THE TASK = Copy out all the data, word for word.

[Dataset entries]
>>>>>
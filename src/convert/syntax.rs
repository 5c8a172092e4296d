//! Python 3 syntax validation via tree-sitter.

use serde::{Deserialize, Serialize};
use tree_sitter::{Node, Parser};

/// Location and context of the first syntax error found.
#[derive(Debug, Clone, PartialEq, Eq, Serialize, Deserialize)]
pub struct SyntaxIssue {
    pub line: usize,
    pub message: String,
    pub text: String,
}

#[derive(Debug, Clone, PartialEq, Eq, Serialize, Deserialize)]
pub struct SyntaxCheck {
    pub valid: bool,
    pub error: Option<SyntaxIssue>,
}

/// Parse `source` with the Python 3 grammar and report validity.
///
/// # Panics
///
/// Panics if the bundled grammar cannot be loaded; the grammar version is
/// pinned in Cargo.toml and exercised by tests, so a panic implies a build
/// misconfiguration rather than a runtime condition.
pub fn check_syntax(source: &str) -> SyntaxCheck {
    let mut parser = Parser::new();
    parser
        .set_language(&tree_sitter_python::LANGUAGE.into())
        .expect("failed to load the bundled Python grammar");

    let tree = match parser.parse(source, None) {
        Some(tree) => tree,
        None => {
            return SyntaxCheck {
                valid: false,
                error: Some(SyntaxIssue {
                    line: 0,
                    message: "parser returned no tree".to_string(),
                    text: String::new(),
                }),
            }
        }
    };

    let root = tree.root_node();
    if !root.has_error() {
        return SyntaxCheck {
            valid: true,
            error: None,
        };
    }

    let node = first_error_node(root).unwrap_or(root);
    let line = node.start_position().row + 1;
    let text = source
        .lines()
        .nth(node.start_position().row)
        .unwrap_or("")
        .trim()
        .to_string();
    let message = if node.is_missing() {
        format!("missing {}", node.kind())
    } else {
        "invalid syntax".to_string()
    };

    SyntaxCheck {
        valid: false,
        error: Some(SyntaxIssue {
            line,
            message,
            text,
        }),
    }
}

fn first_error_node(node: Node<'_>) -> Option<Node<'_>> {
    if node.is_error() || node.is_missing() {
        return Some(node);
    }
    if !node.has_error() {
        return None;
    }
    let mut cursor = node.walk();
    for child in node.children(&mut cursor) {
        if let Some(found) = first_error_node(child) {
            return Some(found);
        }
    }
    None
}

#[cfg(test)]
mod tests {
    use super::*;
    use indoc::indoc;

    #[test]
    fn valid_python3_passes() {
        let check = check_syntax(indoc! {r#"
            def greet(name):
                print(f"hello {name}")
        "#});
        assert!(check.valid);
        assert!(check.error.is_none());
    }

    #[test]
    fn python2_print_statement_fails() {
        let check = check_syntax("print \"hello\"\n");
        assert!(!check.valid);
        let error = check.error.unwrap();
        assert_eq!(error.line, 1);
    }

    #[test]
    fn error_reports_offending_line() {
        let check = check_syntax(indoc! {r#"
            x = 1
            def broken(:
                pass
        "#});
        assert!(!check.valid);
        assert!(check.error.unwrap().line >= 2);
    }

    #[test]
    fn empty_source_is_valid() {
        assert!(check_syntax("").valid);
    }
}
<<<<<
RESPONSE =
filename src/convert/syntax.rs
repository 5c8a172092e4296d
//! Python 3 syntax validation via tree-sitter.

use serde::{Deserialize, Serialize};
use tree_sitter::{Node, Parser};

/// Location and context of the first syntax error found.
#[derive(Debug, Clone, PartialEq, Eq, Serialize, Deserialize)]
pub struct SyntaxIssue {
    pub line: usize,
    pub message: String,
    pub text: String,
}

#[derive(Debug, Clone, PartialEq, Eq, Serialize, Deserialize)]
pub struct SyntaxCheck {
    pub valid: bool,
    pub error: Option<SyntaxIssue>,
}

/// Parse `source` with the Python 3 grammar and report validity.
///
/// # Panics
///
/// Panics if the bundled grammar cannot be loaded; the grammar version is
/// pinned in Cargo.toml and exercised by tests, so a panic implies a build
/// misconfiguration rather than a runtime condition.
pub fn check_syntax(source: &str) -> SyntaxCheck {
    let mut parser = Parser::new();
    parser
        .set_language(&tree_sitter_python::LANGUAGE.into())
        .expect("failed to load the bundled Python grammar");

    let tree = match parser.parse(source, None) {
        Some(tree) => tree,
        None => {
            return SyntaxCheck {
                valid: false,
                error: Some(SyntaxIssue {
                    line: 0,
                    message: "parser returned no tree".to_string(),
                    text: String::new(),
                }),
            }
        }
    };

    let root = tree.root_node();
    if !root.has_error() {
        return SyntaxCheck {
            valid: true,
            error: None,
        };
    }

    let node = first_error_node(root).unwrap_or(root);
    let line = node.start_position().row + 1;
    let text = source
        .lines()
        .nth(node.start_position().row)
        .unwrap_or("")
        .trim()
        .to_string();
    let message = if node.is_missing() {
        format!("missing {}", node.kind())
    } else {
        "invalid syntax".to_string()
    };

    SyntaxCheck {
        valid: false,
        error: Some(SyntaxIssue {
            line,
            message,
            text,
        }),
    }
}

fn first_error_node(node: Node<'_>) -> Option<Node<'_>> {
    if node.is_error() || node.is_missing() {
        return Some(node);
    }
    if !node.has_error() {
        return None;
    }
    let mut cursor = node.walk();
    for child in node.children(&mut cursor) {
        if let Some(found) = first_error_node(child) {
            return Some(found);
        }
    }
    None
}

#[cfg(test)]
mod tests {
    use super::*;
    use indoc::indoc;

    #[test]
    fn valid_python3_passes() {
        let check = check_syntax(indoc! {r#"
            def greet(name):
                print(f"hello {name}")
        "#});
        assert!(check.valid);
        assert!(check.error.is_none());
    }

    #[test]
    fn python2_print_statement_fails() {
        let check = check_syntax("print \"hello\"\n");
        assert!(!check.valid);
        let error = check.error.unwrap();
        assert_eq!(error.line, 1);
    }

    #[test]
    fn error_reports_offending_line() {
        let check = check_syntax(indoc! {r#"
            x = 1
            def broken(:
                pass
        "#});
        assert!(!check.valid);
        assert!(check.error.unwrap().line >= 2);
    }

    #[test]
    fn empty_source_is_valid() {
        assert!(check_syntax("").valid);
    }
}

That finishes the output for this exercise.